Patients attending clinics where services were delivered by a team of professionals (doctor, pharmacist and nurse) reported better health, wellbeing and self efficacy than those attending clinics run only by nurses. However, patients attending nurse-led clinics reported higher satisfaction in some other domains. It was difficult to attribute the specific contribution of pharmacists because when they were present, so were doctors and nurses. The research also found, from both patient and professional perspectives, that the pharmacists’ role at present is unclear to patients, is underused in the view of some pharmacists and that more responsibilities could be transferred to pharmacists.

“Each of the pharmacists in the study played a different role at the clinic they attended and since there was no clear job or role description for their input, they did the tasks that they felt most comfortable with”

says Dr Sutton.

“Regarding their extended role, pharmacists said they would prescribe for side effects but did not want to prescribe for Clozapine and one said that this was because they did not want to take the responsibility for prescribing in this area.”

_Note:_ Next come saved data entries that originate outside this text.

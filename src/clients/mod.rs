pub mod database;
pub mod health;
pub mod rbmq;
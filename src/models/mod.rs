pub mod event;
pub mod health;
pub mod message;
pub mod outcome;
pub mod user;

“Consultation observations suggested that the healthcare professionals seemed to be largely focussed on completing physical examinations and gathering information relevant to their regular clinic tasks. These physical checks were, of course, essential but some patients’ concerns about social or welfare issues were
overlooked.”

Amongst key findings from the patient participation observation and face to face interviews were that communications within consultations were generally not patient-focussed and therefore did not elicit patients’ individual problems; privacy of consultations was often compromised; and the institutionalisation
of clinic services provided impacted negatively on participants, who perceived that no-one was listening to their concerns.

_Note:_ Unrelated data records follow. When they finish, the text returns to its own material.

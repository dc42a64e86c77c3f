use std::fmt::Display;
use std::io::{Read, Write};

use num_traits::AsPrimitive;

use crate::errors::GeoTessError;

use super::attributes::AttributeDefinitions;
use super::codec::*;
use super::custom::CustomValue;
use super::numeric_kind::NumericKind;

///
/// Primitive element types a value cell can be read into or written from.
/// Conversions follow `as` semantics (truncating, saturating).
///
pub trait Element: Copy + Send + Sync + 'static
    + AsPrimitive<f64> + AsPrimitive<f32> + AsPrimitive<i64> + AsPrimitive<i32> + AsPrimitive<i16> + AsPrimitive<i8>
{
}
impl Element for f64 {}
impl Element for f32 {}
impl Element for i64 {}
impl Element for i32 {}
impl Element for i16 {}
impl Element for i8 {}

#[inline(always)]
fn convert<S: AsPrimitive<T>, T: Copy + 'static>(value: S) -> T
{
    value.as_()
}

///
/// Attribute samples stored at one profile node: one element per model
/// attribute, all of the model's [`NumericKind`].
///
#[derive(Debug)]
pub enum ValueCell
{
    Double(Vec<f64>),
    Float(Vec<f32>),
    Long(Vec<i64>),
    Int(Vec<i32>),
    Short(Vec<i16>),
    Byte(Vec<i8>),
    Custom(Box<dyn CustomValue>),
}

impl Clone for ValueCell
{
    fn clone(&self) -> Self
    {
        match self
        {
            ValueCell::Double(v) => ValueCell::Double(v.clone()),
            ValueCell::Float(v) => ValueCell::Float(v.clone()),
            ValueCell::Long(v) => ValueCell::Long(v.clone()),
            ValueCell::Int(v) => ValueCell::Int(v.clone()),
            ValueCell::Short(v) => ValueCell::Short(v.clone()),
            ValueCell::Byte(v) => ValueCell::Byte(v.clone()),
            ValueCell::Custom(v) => ValueCell::Custom(v.clone_box()),
        }
    }
}

#[inline]
fn same_float(a: f64, b: f64) -> bool
{
    a == b || (a.is_nan() && b.is_nan())
}

impl PartialEq for ValueCell
{
    /// Same kind, same length and elementwise equal, with NaN equal to NaN.
    fn eq(&self, other: &Self) -> bool
    {
        match (self, other)
        {
            (ValueCell::Double(a), ValueCell::Double(b)) => a.len() == b.len() && a.iter().zip(b).all(|(x, y)| same_float(*x, *y)),
            (ValueCell::Float(a), ValueCell::Float(b)) => a.len() == b.len() && a.iter().zip(b).all(|(x, y)| same_float(*x as f64, *y as f64)),
            (ValueCell::Long(a), ValueCell::Long(b)) => a == b,
            (ValueCell::Int(a), ValueCell::Int(b)) => a == b,
            (ValueCell::Short(a), ValueCell::Short(b)) => a == b,
            (ValueCell::Byte(a), ValueCell::Byte(b)) => a == b,
            (ValueCell::Custom(a), ValueCell::Custom(b)) =>
            {
                a.type_name() == b.type_name() && a.len() == b.len()
                    && (0..a.len()).all(|i| same_float(a.get_f64(i), b.get_f64(i)))
            },
            _ => false,
        }
    }
}

macro_rules! typed_getter {
    ($name:ident, $t:ty) => {
        #[inline]
        pub fn $name(&self, index: usize) -> Result<$t, GeoTessError>
        {
            self.get::<$t>(index)
        }
    };
}

impl ValueCell
{
    ///
    /// Zero-filled cell of `n` elements. Custom cells must be created through
    /// their registered kind, see [`AttributeDefinitions::new_cell`].
    ///
    pub fn zeros(kind: NumericKind, n: usize) -> Result<Self, GeoTessError>
    {
        Ok(match kind
        {
            NumericKind::Double => ValueCell::Double(vec![0.0; n]),
            NumericKind::Float => ValueCell::Float(vec![0.0; n]),
            NumericKind::Long => ValueCell::Long(vec![0; n]),
            NumericKind::Int => ValueCell::Int(vec![0; n]),
            NumericKind::Short => ValueCell::Short(vec![0; n]),
            NumericKind::Byte => ValueCell::Byte(vec![0; n]),
            NumericKind::Custom => return Err(GeoTessError::UnknownDataType(kind.name().to_string())),
        })
    }

    ///
    /// Cell of the requested kind holding `values` converted element by element.
    ///
    pub fn from_values<T: Element>(kind: NumericKind, values: &[T]) -> Result<Self, GeoTessError>
    {
        let mut cell = Self::zeros(kind, values.len())?;
        for (i, v) in values.iter().enumerate()
        {
            cell.set(i, *v)?;
        }
        Ok(cell)
    }

    pub fn kind(&self) -> NumericKind
    {
        match self
        {
            ValueCell::Double(_) => NumericKind::Double,
            ValueCell::Float(_) => NumericKind::Float,
            ValueCell::Long(_) => NumericKind::Long,
            ValueCell::Int(_) => NumericKind::Int,
            ValueCell::Short(_) => NumericKind::Short,
            ValueCell::Byte(_) => NumericKind::Byte,
            ValueCell::Custom(_) => NumericKind::Custom,
        }
    }

    pub fn len(&self) -> usize
    {
        match self
        {
            ValueCell::Double(v) => v.len(),
            ValueCell::Float(v) => v.len(),
            ValueCell::Long(v) => v.len(),
            ValueCell::Int(v) => v.len(),
            ValueCell::Short(v) => v.len(),
            ValueCell::Byte(v) => v.len(),
            ValueCell::Custom(v) => v.len(),
        }
    }

    pub fn is_empty(&self) -> bool
    {
        self.len() == 0
    }

    ///
    /// Element `index` converted to `T`.
    ///
    pub fn get<T: Copy + 'static>(&self, index: usize) -> Result<T, GeoTessError>
    where f64: AsPrimitive<T>, f32: AsPrimitive<T>, i64: AsPrimitive<T>, i32: AsPrimitive<T>, i16: AsPrimitive<T>, i8: AsPrimitive<T>
    {
        GeoTessError::check_index(index, self.len())?;
        Ok(match self
        {
            ValueCell::Double(v) => convert(v[index]),
            ValueCell::Float(v) => convert(v[index]),
            ValueCell::Long(v) => convert(v[index]),
            ValueCell::Int(v) => convert(v[index]),
            ValueCell::Short(v) => convert(v[index]),
            ValueCell::Byte(v) => convert(v[index]),
            ValueCell::Custom(v) => convert(v.get_f64(index)),
        })
    }

    typed_getter!(get_f64, f64);
    typed_getter!(get_f32, f32);
    typed_getter!(get_i64, i64);
    typed_getter!(get_i32, i32);
    typed_getter!(get_i16, i16);
    typed_getter!(get_i8, i8);

    ///
    /// Element `index` as `f64`, or NaN when `index` is out of range. Used on
    /// query paths where the attribute index has already been validated.
    ///
    #[inline]
    pub(crate) fn value(&self, index: usize) -> f64
    {
        self.get::<f64>(index).unwrap_or(f64::NAN)
    }

    pub fn set<T: Element>(&mut self, index: usize, value: T) -> Result<(), GeoTessError>
    {
        GeoTessError::check_index(index, self.len())?;
        match self
        {
            ValueCell::Double(v) => v[index] = convert(value),
            ValueCell::Float(v) => v[index] = convert(value),
            ValueCell::Long(v) => v[index] = convert(value),
            ValueCell::Int(v) => v[index] = convert(value),
            ValueCell::Short(v) => v[index] = convert(value),
            ValueCell::Byte(v) => v[index] = convert(value),
            ValueCell::Custom(v) => v.set_f64(index, convert(value)),
        }
        Ok(())
    }

    /// Overwrites every element with `value`.
    pub fn fill<T: Element>(&mut self, value: T)
    {
        match self
        {
            ValueCell::Double(v) => v.fill(convert(value)),
            ValueCell::Float(v) => v.fill(convert(value)),
            ValueCell::Long(v) => v.fill(convert(value)),
            ValueCell::Int(v) => v.fill(convert(value)),
            ValueCell::Short(v) => v.fill(convert(value)),
            ValueCell::Byte(v) => v.fill(convert(value)),
            ValueCell::Custom(v) =>
            {
                for i in 0..v.len()
                {
                    v.set_f64(i, convert(value));
                }
            },
        }
    }

    ///
    /// True when element `index` is not a number. Always false for integer kinds.
    ///
    pub fn is_nan(&self, index: usize) -> Result<bool, GeoTessError>
    {
        GeoTessError::check_index(index, self.len())?;
        Ok(match self
        {
            ValueCell::Double(v) => v[index].is_nan(),
            ValueCell::Float(v) => v[index].is_nan(),
            ValueCell::Custom(v) => v.is_nan(index),
            _ => false,
        })
    }

    /// Deep copy.
    pub fn copy(&self) -> Self
    {
        self.clone()
    }

    ///
    /// Reads one cell of `definitions.n_attributes()` elements in the model's kind.
    ///
    pub fn read_binary<R: Read>(input: &mut R, definitions: &AttributeDefinitions) -> Result<Self, GeoTessError>
    {
        let n = definitions.n_attributes();
        macro_rules! read_all {
            ($variant:ident, $read:ident) => {{
                let mut values = Vec::with_capacity(n);
                for _ in 0..n
                {
                    values.push($read(input)?);
                }
                ValueCell::$variant(values)
            }};
        }
        Ok(match definitions.kind()
        {
            NumericKind::Double => read_all!(Double, read_f64),
            NumericKind::Float => read_all!(Float, read_f32),
            NumericKind::Long => read_all!(Long, read_i64),
            NumericKind::Int => read_all!(Int, read_i32),
            NumericKind::Short => read_all!(Short, read_i16),
            NumericKind::Byte => read_all!(Byte, read_i8),
            NumericKind::Custom => ValueCell::Custom(definitions.custom_kind()?.read_binary(input, n)?),
        })
    }

    pub fn read_text(input: &mut TextTokens<'_>, definitions: &AttributeDefinitions) -> Result<Self, GeoTessError>
    {
        let n = definitions.n_attributes();
        macro_rules! parse_all {
            ($variant:ident, $t:ty) => {{
                let mut values = Vec::with_capacity(n);
                for _ in 0..n
                {
                    values.push(input.parse::<$t>()?);
                }
                ValueCell::$variant(values)
            }};
        }
        Ok(match definitions.kind()
        {
            NumericKind::Double => parse_all!(Double, f64),
            NumericKind::Float => parse_all!(Float, f32),
            NumericKind::Long => parse_all!(Long, i64),
            NumericKind::Int => parse_all!(Int, i32),
            NumericKind::Short => parse_all!(Short, i16),
            NumericKind::Byte => parse_all!(Byte, i8),
            NumericKind::Custom => ValueCell::Custom(definitions.custom_kind()?.read_text(input, n)?),
        })
    }

    pub fn write_binary<W: Write>(&self, output: &mut W) -> Result<(), GeoTessError>
    {
        match self
        {
            ValueCell::Double(v) => v.iter().try_for_each(|x| write_f64(output, *x)),
            ValueCell::Float(v) => v.iter().try_for_each(|x| write_f32(output, *x)),
            ValueCell::Long(v) => v.iter().try_for_each(|x| write_i64(output, *x)),
            ValueCell::Int(v) => v.iter().try_for_each(|x| write_i32(output, *x)),
            ValueCell::Short(v) => v.iter().try_for_each(|x| write_i16(output, *x)),
            ValueCell::Byte(v) => v.iter().try_for_each(|x| write_i8(output, *x)),
            ValueCell::Custom(v) => v.write_binary(output),
        }
    }

    /// Appends the space separated text tokens of this cell.
    pub fn write_text(&self, output: &mut String)
    {
        fn join<T: Display>(values: &[T], output: &mut String)
        {
            for (i, v) in values.iter().enumerate()
            {
                if i > 0
                {
                    output.push(' ');
                }
                output.push_str(&v.to_string());
            }
        }
        match self
        {
            ValueCell::Double(v) => join(v, output),
            ValueCell::Float(v) => join(v, output),
            ValueCell::Long(v) => join(v, output),
            ValueCell::Int(v) => join(v, output),
            ValueCell::Short(v) => join(v, output),
            ValueCell::Byte(v) => join(v, output),
            ValueCell::Custom(v) => v.write_text(output),
        }
    }
}

impl Display for ValueCell
{
    fn fmt(&self, f: &mut std::fmt::Formatter<'_>) -> std::fmt::Result {
        let mut text = String::new();
        self.write_text(&mut text);
        write!(f, "{}", text)
    }
}

impl From<Vec<f64>> for ValueCell
{
    fn from(value: Vec<f64>) -> Self
    {
        ValueCell::Double(value)
    }
}

impl From<Vec<f32>> for ValueCell
{
    fn from(value: Vec<f32>) -> Self
    {
        ValueCell::Float(value)
    }
}

#[cfg(test)]
mod tests
{
    use super::*;
    use std::sync::Arc;
    use crate::storage::custom::{fixed_point::FixedPointKind, CustomTypeRegistry};

    #[test]
    fn check_conversions_truncate()
    {
        let cell = ValueCell::Double(vec![3.7, -2.9, 300.0]);
        assert_eq!(cell.get_i32(0).unwrap(), 3);
        assert_eq!(cell.get_i64(1).unwrap(), -2);
        assert_eq!(cell.get_i8(2).unwrap(), 127);
        assert!((cell.get_f32(0).unwrap() - 3.7).abs() < 1e-6);

        let mut cell = ValueCell::Short(vec![0; 2]);
        cell.set(0, 12.9f64).unwrap();
        cell.set(1, -4i64).unwrap();
        assert_eq!(cell.get_f64(0).unwrap(), 12.0);
        assert_eq!(cell.get_i16(1).unwrap(), -4);
    }

    #[test]
    fn check_invalid_index()
    {
        let mut cell = ValueCell::Float(vec![1.0]);
        assert_eq!(cell.get_f64(1), Err(GeoTessError::InvalidIndex { index: 1, len: 1 }));
        assert!(cell.set(5, 1.0).is_err());
        assert!(cell.is_nan(1).is_err());
        assert!(cell.value(3).is_nan());
    }

    #[test]
    fn check_nan_and_equality()
    {
        let a = ValueCell::Double(vec![f64::NAN, 1.0]);
        let b = a.copy();
        assert_eq!(a, b);
        assert!(a.is_nan(0).unwrap());
        assert!(!a.is_nan(1).unwrap());
        assert!(!ValueCell::Int(vec![0]).is_nan(0).unwrap());
        // kind matters
        assert_ne!(ValueCell::Double(vec![1.0]), ValueCell::Float(vec![1.0]));
        assert_ne!(ValueCell::Double(vec![1.0]), ValueCell::Double(vec![1.0, 1.0]));
    }

    #[test]
    fn check_fill()
    {
        let mut cell = ValueCell::zeros(NumericKind::Byte, 4).unwrap();
        cell.fill(7);
        assert_eq!(cell, ValueCell::Byte(vec![7; 4]));
        assert!(ValueCell::zeros(NumericKind::Custom, 1).is_err());
    }

    #[test]
    fn check_binary_and_text_forms()
    {
        let definitions = AttributeDefinitions::new(&["vp", "vs"], &["km/sec", "km/sec"], NumericKind::Float).unwrap();
        let cell = ValueCell::Float(vec![8.04, f32::NAN]);
        let mut buffer = Vec::new();
        cell.write_binary(&mut buffer).unwrap();
        assert_eq!(buffer.len(), 8);
        let read = ValueCell::read_binary(&mut buffer.as_slice(), &definitions).unwrap();
        assert_eq!(read, cell);

        let text = cell.to_string();
        assert_eq!(text, "8.04 NaN");
        let read = ValueCell::read_text(&mut TextTokens::new(&text), &definitions).unwrap();
        assert_eq!(read, cell);
    }

    #[test]
    fn check_custom_cells()
    {
        let mut registry = CustomTypeRegistry::new();
        registry.register(Arc::new(FixedPointKind));
        let definitions = AttributeDefinitions::new_custom(&["q"], &["-"], "FIXED2", &registry).unwrap();
        let mut cell = definitions.new_cell().unwrap();
        assert_eq!(cell.kind(), NumericKind::Custom);
        cell.set(0, 1.25).unwrap();
        assert_eq!(cell.get_f64(0).unwrap(), 1.25);
        assert_eq!(cell.get_i32(0).unwrap(), 1);

        let mut buffer = Vec::new();
        cell.write_binary(&mut buffer).unwrap();
        let read = ValueCell::read_binary(&mut buffer.as_slice(), &definitions).unwrap();
        assert_eq!(read, cell);
        let read = ValueCell::read_text(&mut TextTokens::new(&cell.to_string()), &definitions).unwrap();
        assert_eq!(read, cell);
    }
}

“As this study progressed,” reports Dr Sutton,

“it became apparent that there was no real philosophy of care underpinning service delivery. Without an understanding of the philosophy of care, staff cannot work together to achieve common goals that are embedded in that philosophy. Although such a philosophy should originate at the top with those responsible for service design, planning and delivery it should never be a one way process. Listening to the staff and patients’ views and identifying concerns from both must be fed back up to senior level. If a philosophy of care is to be developed and implemented, staff must be trained to work within its framework and then to put that training into action to provide optimum benefits to patients. The majority of staff interviewed for this study wanted to do the best they could within the resources they had but that very lack of resources and their seeming inability to ask for more, was preventing them from improving the service they gave.”

Recommendations for practice from the study include:

  1. The Philosophy of Care Delivery to Service Users: a philosophy of care should be implemented that places patient well-being and an individualised approach to care at the core of Clozapine provision.
  2. Management of Services to Service Users: management structures should be clarified and include a budgetary framework, aims and objective and measurable outcomes of the service intervention. Each member of the team needs a clear role with transparent managerial links; appropriate training and equipment to deliver the aims of the service and clinical supervision.
  3. Integrating Pharmacist Input to these Services: consideration should be given to the better integration of pharmacy services and the use of pharmacists’ expert skills and training.
  4. Models for Delivering Clozapine: alternative models of care for the delivery of Clozapine services should be explored.

In conclusion Dr Sutton says:

“Further research is needed to identify the optimal service delivery model and skill mix for community Clozapine services which should include consideration of the role that pharmacists might play, within multidisciplinary team configurations, in the monitoring of patients and prescribing and distribution of medication.”